Quel bilan de Gabriel Attal, ministre de l’Éducation nationale ? Pas brillant, voire inexistant selon les organisations syndicales. Si toutes reconnaissent qu’il était un excellent communicant, roi des « déclarations chocs », toutes estiment que son passage éclair à la tête de l’un des ministères les plus importants ne laissera d’autres traces que ces mêmes déclarations. Il avait promis en septembre dernier qu’il y aurait un « avant » et un « après » dans bien des domaines, tels que celui des remplacements des absences d’enseignants et enseignantes, force est de constater que ce n’est guère le cas.

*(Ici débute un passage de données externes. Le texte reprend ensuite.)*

//! Client configuration handling.
//!
//! Configuration lives in `client.toml` under the platform config directory
//! (for example `~/.config/gridgate/client.toml` on Linux). Every field is
//! optional; a missing file yields the defaults.
//!
//! ```toml
//! base_url = "https://admin.example.com/api/"
//! renewal_policy = "shared"
//! store = "keyring"
//! key_prefix = "gridgate"
//! log_level = "debug"
//! ```

use directories::ProjectDirs;
use serde::{Deserialize, Serialize};
use std::path::{Path, PathBuf};
use thiserror::Error;
use url::Url;

use crate::credentials::CredentialStore;
use crate::pipeline::{DEFAULT_LOGIN_PATH, DEFAULT_REFRESH_PATH, RequestPipeline};
use crate::renewal::RenewalPolicy;
use crate::store::{StoreBackend, StoreError, create_store};

/// Environment variable that overrides `base_url`.
pub const BASE_URL_ENV: &str = "GRIDGATE_BASE_URL";

/// Error type for loading configuration.
#[derive(Debug, Error)]
pub enum ConfigError {
    #[error("failed to read config from {path:?}: {source}")]
    Io {
        path: PathBuf,
        #[source]
        source: std::io::Error,
    },

    #[error("failed to parse config: {0}")]
    Parse(#[from] toml::de::Error),

    #[error("invalid base_url {url:?}: {source}")]
    InvalidBaseUrl {
        url: String,
        #[source]
        source: url::ParseError,
    },

    #[error("config directory not available")]
    ConfigDirUnavailable,

    #[error(transparent)]
    Store(#[from] StoreError),
}

#[derive(Debug, Clone, PartialEq, Serialize, Deserialize)]
#[serde(default)]
pub struct ClientConfig {
    /// Root of the admin API. Request paths are resolved against it.
    pub base_url: String,

    pub login_path: String,
    pub refresh_path: String,
    pub renewal_policy: RenewalPolicy,

    /// Credential storage backend.
    pub store: StoreBackend,

    /// Credentials file for the `file` backend; platform default when unset.
    pub store_path: Option<PathBuf>,

    /// Namespace for the stored token keys. Empty keeps the bare keys.
    pub key_prefix: String,

    /// Logging level.
    pub log_level: String,
}

impl Default for ClientConfig {
    fn default() -> Self {
        Self {
            base_url: "http://localhost:8000/api/".to_string(),
            login_path: DEFAULT_LOGIN_PATH.to_string(),
            refresh_path: DEFAULT_REFRESH_PATH.to_string(),
            renewal_policy: RenewalPolicy::default(),
            store: StoreBackend::default(),
            store_path: None,
            key_prefix: "gridgate".to_string(),
            log_level: "info".to_string(),
        }
    }
}

impl ClientConfig {
    /// Path of `client.toml` in the platform config directory.
    pub fn default_path() -> Result<PathBuf, ConfigError> {
        ProjectDirs::from("com", "raibid-labs", "gridgate")
            .map(|dirs| dirs.config_dir().join("client.toml"))
            .ok_or(ConfigError::ConfigDirUnavailable)
    }

    /// Load from the default location, then apply environment overrides.
    pub fn load() -> Result<Self, ConfigError> {
        let mut config = Self::load_from_path(Self::default_path()?)?;
        config.apply_env_overrides();
        Ok(config)
    }

    /// Load from `path`. A missing file yields the defaults.
    pub fn load_from_path(path: impl AsRef<Path>) -> Result<Self, ConfigError> {
        let path = path.as_ref();
        if !path.exists() {
            tracing::debug!("No config at {:?}, using defaults", path);
            return Ok(Self::default());
        }

        let contents = std::fs::read_to_string(path).map_err(|source| ConfigError::Io {
            path: path.to_path_buf(),
            source,
        })?;
        tracing::debug!("Loaded config from {:?}", path);
        Self::from_toml_str(&contents)
    }

    pub fn from_toml_str(contents: &str) -> Result<Self, ConfigError> {
        Ok(toml::from_str(contents)?)
    }

    /// Apply overrides from a variable lookup.
    pub fn apply_overrides<F>(&mut self, lookup: F)
    where
        F: Fn(&str) -> Option<String>,
    {
        if let Some(url) = lookup(BASE_URL_ENV).filter(|url| !url.is_empty()) {
            tracing::debug!("base_url overridden by {}", BASE_URL_ENV);
            self.base_url = url;
        }
    }

    /// Apply overrides from the process environment.
    pub fn apply_env_overrides(&mut self) {
        self.apply_overrides(|name| std::env::var(name).ok());
    }

    pub fn base_url(&self) -> Result<Url, ConfigError> {
        Url::parse(&self.base_url).map_err(|source| ConfigError::InvalidBaseUrl {
            url: self.base_url.clone(),
            source,
        })
    }

    /// Open the configured credential backend.
    pub fn open_credentials(&self) -> Result<CredentialStore, ConfigError> {
        let backend = create_store(&self.store, self.store_path.clone())?;
        Ok(CredentialStore::from_boxed(backend).with_prefix(&self.key_prefix))
    }

    /// Build a pipeline over the configured credential backend.
    pub fn build_pipeline(&self) -> Result<RequestPipeline, ConfigError> {
        let pipeline = RequestPipeline::new(self.base_url()?, self.open_credentials()?)
            .with_login_path(self.login_path.clone())
            .with_refresh_path(self.refresh_path.clone())
            .with_renewal_policy(self.renewal_policy);
        Ok(pipeline)
    }
}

C’est un mélange « d’amertume, de colère et de fatigue » que ressent Sophie Vénétitay, secrétaire générale du Snes-FSU à la suite de la nomination de Gabriel Attal à Matignon. Elle retient l’image d’un homme « pressé qui s’est servi de l’école comme d’un tremplin ». « Je n’ai pas réussi à dormir la nuit dernière. J’en ai profité pour réécouter le discours que Gabriel Attal lors de la passation avec Pap Ndiaye. Il évoquait le ministère de l’Éducation nationale comme un ministère que l’on n’accepte pas par calcul, par ambition, ou stratégie. Il déclarait que la fonction de ministre de l’Éducation nationale ne peut être acceptée qu’avec envie et passion. Finalement, c’était du vent, le tourbillon de ses annonces médiatiques lui a servi à se construire une stature politique », nous confie-t-elle. « Il aura réussi à être le ministre de l’opinion publique, pas celui des personnels de l’éducation ».

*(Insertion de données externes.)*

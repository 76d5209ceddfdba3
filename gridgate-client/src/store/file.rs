//! File-backed credential storage.
//!
//! Credentials are kept in a JSON file in the platform data directory
//! (`~/.local/share/gridgate/credentials.json` on Linux) and rewritten on
//! every mutation, so they survive process restarts.

use async_trait::async_trait;
use parking_lot::RwLock;
use serde::{Deserialize, Serialize};
use std::collections::BTreeMap;
use std::fs;
use std::path::{Path, PathBuf};

use super::{Secret, SecretStore, StoreError};

/// On-disk format.
#[derive(Debug, Clone, Serialize, Deserialize)]
struct FileStoreData {
    /// Version of the file format (for future migrations).
    version: u32,

    entries: BTreeMap<String, Secret>,
}

impl Default for FileStoreData {
    fn default() -> Self {
        Self {
            version: 1,
            entries: BTreeMap::new(),
        }
    }
}

/// Durable JSON-file store.
///
/// Reads are served from an in-memory copy; every write replaces the file.
pub struct FileStore {
    path: PathBuf,
    data: RwLock<FileStoreData>,
}

impl FileStore {
    /// Default path for the credentials file.
    pub fn default_path() -> Result<PathBuf, StoreError> {
        let dirs = directories::ProjectDirs::from("com", "raibid-labs", "gridgate")
            .ok_or(StoreError::DataDirUnavailable)?;
        Ok(dirs.data_dir().join("credentials.json"))
    }

    /// Load the store from `path`.
    ///
    /// Creates parent directories if needed. A missing file is an empty store.
    pub fn load_from_path(path: impl Into<PathBuf>) -> Result<Self, StoreError> {
        let path = path.into();
        if let Some(parent) = path.parent() {
            fs::create_dir_all(parent)?;
        }

        let data = if path.exists() {
            let contents = fs::read_to_string(&path)?;
            serde_json::from_str(&contents)?
        } else {
            FileStoreData::default()
        };

        Ok(Self {
            path,
            data: RwLock::new(data),
        })
    }

    pub fn path(&self) -> &Path {
        &self.path
    }

    fn save(&self, data: &FileStoreData) -> Result<(), StoreError> {
        let contents = serde_json::to_string_pretty(data)?;

        // Write to a sibling file first so a crash never leaves a torn file
        let tmp = self.path.with_extension("json.tmp");
        fs::write(&tmp, contents)?;
        fs::rename(&tmp, &self.path)?;
        Ok(())
    }
}

impl std::fmt::Debug for FileStore {
    fn fmt(&self, f: &mut std::fmt::Formatter<'_>) -> std::fmt::Result {
        f.debug_struct("FileStore")
            .field("path", &self.path)
            .field("keys_count", &self.data.read().entries.len())
            .finish()
    }
}

#[async_trait]
impl SecretStore for FileStore {
    async fn get(&self, key: &str) -> Result<Option<Secret>, StoreError> {
        Ok(self.data.read().entries.get(key).cloned())
    }

    async fn set(&self, key: &str, secret: &Secret) -> Result<(), StoreError> {
        let mut data = self.data.write();
        data.entries.insert(key.to_string(), secret.clone());
        self.save(&data)
    }

    async fn delete(&self, key: &str) -> Result<(), StoreError> {
        let mut data = self.data.write();
        if data.entries.remove(key).is_some() {
            self.save(&data)?;
        }
        Ok(())
    }
}

#[cfg(test)]
mod tests {
    use super::*;
    use tempfile::TempDir;

    fn store_in(dir: &TempDir) -> FileStore {
        FileStore::load_from_path(dir.path().join("nested").join("credentials.json")).unwrap()
    }

    #[tokio::test]
    async fn test_file_store_persists_across_instances() {
        let dir = TempDir::new().unwrap();

        let store = store_in(&dir);
        store.set("access_token", &Secret::new("a1")).await.unwrap();
        store.set("refresh_token", &Secret::new("r1")).await.unwrap();
        drop(store);

        let reopened = store_in(&dir);
        assert_eq!(reopened.get("access_token").await.unwrap().unwrap().expose(), "a1");
        assert_eq!(reopened.get("refresh_token").await.unwrap().unwrap().expose(), "r1");
    }

    #[tokio::test]
    async fn test_file_store_delete_persists() {
        let dir = TempDir::new().unwrap();

        let store = store_in(&dir);
        store.set("access_token", &Secret::new("a1")).await.unwrap();
        store.delete("access_token").await.unwrap();
        store.delete("never-set").await.unwrap();

        let reopened = store_in(&dir);
        assert!(reopened.get("access_token").await.unwrap().is_none());
    }

    #[tokio::test]
    async fn test_file_store_rejects_corrupt_file() {
        let dir = TempDir::new().unwrap();
        let path = dir.path().join("credentials.json");
        fs::write(&path, "not json").unwrap();

        let result = FileStore::load_from_path(&path);
        assert!(matches!(result, Err(StoreError::SerializationError(_))));
    }

    #[test]
    fn test_default_path_ends_with_file_name() {
        if let Ok(path) = FileStore::default_path() {
            assert!(path.ends_with("credentials.json"));
        }
    }
}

« On aura un quatrième ministre en deux ans, cela montre la très grande désinvolture d’Emmanuel Macron pour le ministère de l’Éducation nationale, le ministère de l’avenir de la jeunesse ». « Combien de ministres va-t-il falloir pour que le Président prenne la mesure de la crise de l’éducation nationale, qui est dans un état de préeffondrement, à l’image de ce qui se passe à l’hôpital public ? » interroge la responsable syndicale.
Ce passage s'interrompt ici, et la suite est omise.